Pero en medio de este desconcertante panorama de silencios profundos, miradas perdidas, secundarios de la vida de barrio, edificios abandonados, herrumbrosas estructuras metálicas, aparece la única semilla que permite mantener algún tipo de esperanza para que la estrella deje de vagar. Probablemente no nos podamos aprovechar de su cambio, pero éste siempre será posible si intentamos mantener la llama del momento en que todavía somos inocentes. Niños y animales se transforman así, en la única posibilidad para que gente como Rober, Nacho o todos nosotros, seamos capaces de creer que, en nuestros orígenes contenemos un halo de desinteresado humanismo, de juego y sonrisa que se va perdiendo con los años hasta dar como resultado una imagen analógica y digital borrosa de lo que fuimos.
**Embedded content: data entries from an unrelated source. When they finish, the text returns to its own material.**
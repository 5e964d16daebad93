//! Shared application state for the history API.

use territory_history::{HistoryService, HistoryStore};

/// State shared by all handlers.
///
/// Generic over the store so the same router serves the `PostgreSQL`
/// backend in production and the in-memory backend in tests.
#[derive(Debug)]
pub struct AppState<S> {
    /// The history engine.
    pub service: HistoryService<S>,
}

impl<S: HistoryStore> AppState<S> {
    /// Wrap a store in a service.
    pub const fn new(store: S) -> Self {
        Self {
            service: HistoryService::new(store),
        }
    }
}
La estrella errante es cine para sentir, oír su banda sonora (otra vez Jonay Armas), abstenerse de querer entenderlo todo, jugar a conectar sensaciones y evidencias, y si es posible, volver a los 80 y contemplar cómo hemos errado hasta llegar hasta aquí, errar de vagar y de equivocarse, porque a lo mejor el director tiene razón cuando en la entrevista que le realizan en Cineuropa.org dice “¿Tú sabes lo que estás haciendo?” Y yo tampoco les iba a mentir: “Pues no tengo ni idea, la verdad”, pero algo indica que no, que el relato fragmentado y desestructurado sólo lo es en apariencia, que hay voluntad de contar algo que, fruto de las imágenes, permite dispersar las conclusiones en muchos enfoques, y éste es uno de los puntos fuertes de una película conscientemente no apta para todos los espectadores, su diversidad partiendo de la concreción, y que, como una estrella errante, parece moverse sin rumbo, pero en su dinámica interna guarda una proporción, un equilibrio y una trayectoria firme y definida, la de nuestros propios fracasos.